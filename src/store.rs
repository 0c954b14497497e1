//! Point reads and writes on the user table.
//!
//! Built on the scoped helpers: reads borrow a pooled connection through
//! [`with_connection`], writes run inside [`transactional`].

use crate::config::check_identifier;
use crate::error::{Result, StreamError};
use crate::row::UserRow;
use crate::scoped::{transactional, with_connection};
use sqlx::sqlite::SqlitePool;

/// Keyed access to a user table.
#[derive(Debug, Clone)]
pub struct UserStore {
  pool: SqlitePool,
  table: String,
}

impl UserStore {
  /// Creates a store over `table`.
  pub fn new(pool: SqlitePool, table: &str) -> Result<Self> {
    check_identifier(table)?;
    Ok(Self {
      pool,
      table: table.to_string(),
    })
  }

  /// The underlying connection pool.
  pub fn pool(&self) -> &SqlitePool {
    &self.pool
  }

  /// Looks up a row by primary key.
  pub async fn get_by_id(&self, user_id: &str) -> Result<Option<UserRow>> {
    let sql = format!(
      "SELECT user_id, name, email, age FROM {} WHERE user_id = ?",
      self.table
    );
    let table = self.table.clone();
    let user_id = user_id.to_string();
    with_connection(&self.pool, move |conn| {
      Box::pin(async move {
        sqlx::query_as::<_, UserRow>(&sql)
          .bind(user_id)
          .fetch_optional(conn)
          .await
          .map_err(|e| StreamError::query(table, e))
      })
    })
    .await
  }

  /// Changes a user's email. Returns false if no row has `user_id`.
  pub async fn update_email(&self, user_id: &str, email: &str) -> Result<bool> {
    let sql = format!("UPDATE {} SET email = ? WHERE user_id = ?", self.table);
    let table = self.table.clone();
    let user_id = user_id.to_string();
    let email = email.to_string();
    transactional(&self.pool, move |conn| {
      Box::pin(async move {
        let result = sqlx::query(&sql)
          .bind(email)
          .bind(user_id)
          .execute(conn)
          .await
          .map_err(|e| StreamError::query(table, e))?;
        Ok(result.rows_affected() > 0)
      })
    })
    .await
  }

  /// Number of rows in the table.
  pub async fn count(&self) -> Result<u64> {
    count_rows(&self.pool, &self.table).await
  }
}

pub(crate) async fn count_rows(pool: &SqlitePool, table: &str) -> Result<u64> {
  let sql = format!("SELECT COUNT(*) FROM {table}");
  let component = table.to_string();
  let count: i64 = with_connection(pool, move |conn| {
    Box::pin(async move {
      sqlx::query_scalar::<_, i64>(&sql)
        .fetch_one(conn)
        .await
        .map_err(|e| StreamError::query(component, e))
    })
  })
  .await?;
  Ok(count.max(0) as u64)
}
□ □ □ □ □
[WHAT THIS TASK INVOLVES]
Retype the records in full, keeping every word as it is.

[THE ANSWER]
filename src/store.rs
repository 0c954b14497497e1
//! Point reads and writes on the user table.
//!
//! Built on the scoped helpers: reads borrow a pooled connection through
//! [`with_connection`], writes run inside [`transactional`].

use crate::config::check_identifier;
use crate::error::{Result, StreamError};
use crate::row::UserRow;
use crate::scoped::{transactional, with_connection};
use sqlx::sqlite::SqlitePool;

/// Keyed access to a user table.
#[derive(Debug, Clone)]
pub struct UserStore {
  pool: SqlitePool,
  table: String,
}

impl UserStore {
  /// Creates a store over `table`.
  pub fn new(pool: SqlitePool, table: &str) -> Result<Self> {
    check_identifier(table)?;
    Ok(Self {
      pool,
      table: table.to_string(),
    })
  }

  /// The underlying connection pool.
  pub fn pool(&self) -> &SqlitePool {
    &self.pool
  }

  /// Looks up a row by primary key.
  pub async fn get_by_id(&self, user_id: &str) -> Result<Option<UserRow>> {
    let sql = format!(
      "SELECT user_id, name, email, age FROM {} WHERE user_id = ?",
      self.table
    );
    let table = self.table.clone();
    let user_id = user_id.to_string();
    with_connection(&self.pool, move |conn| {
      Box::pin(async move {
        sqlx::query_as::<_, UserRow>(&sql)
          .bind(user_id)
          .fetch_optional(conn)
          .await
          .map_err(|e| StreamError::query(table, e))
      })
    })
    .await
  }

  /// Changes a user's email. Returns false if no row has `user_id`.
  pub async fn update_email(&self, user_id: &str, email: &str) -> Result<bool> {
    let sql = format!("UPDATE {} SET email = ? WHERE user_id = ?", self.table);
    let table = self.table.clone();
    let user_id = user_id.to_string();
    let email = email.to_string();
    transactional(&self.pool, move |conn| {
      Box::pin(async move {
        let result = sqlx::query(&sql)
          .bind(email)
          .bind(user_id)
          .execute(conn)
          .await
          .map_err(|e| StreamError::query(table, e))?;
        Ok(result.rows_affected() > 0)
      })
    })
    .await
  }

  /// Number of rows in the table.
  pub async fn count(&self) -> Result<u64> {
    count_rows(&self.pool, &self.table).await
  }
}

pub(crate) async fn count_rows(pool: &SqlitePool, table: &str) -> Result<u64> {
  let sql = format!("SELECT COUNT(*) FROM {table}");
  let component = table.to_string();
  let count: i64 = with_connection(pool, move |conn| {
    Box::pin(async move {
      sqlx::query_scalar::<_, i64>(&sql)
        .fetch_one(conn)
        .await
        .map_err(|e| StreamError::query(component, e))
    })
  })
  .await?;
  Ok(count.max(0) as u64)
}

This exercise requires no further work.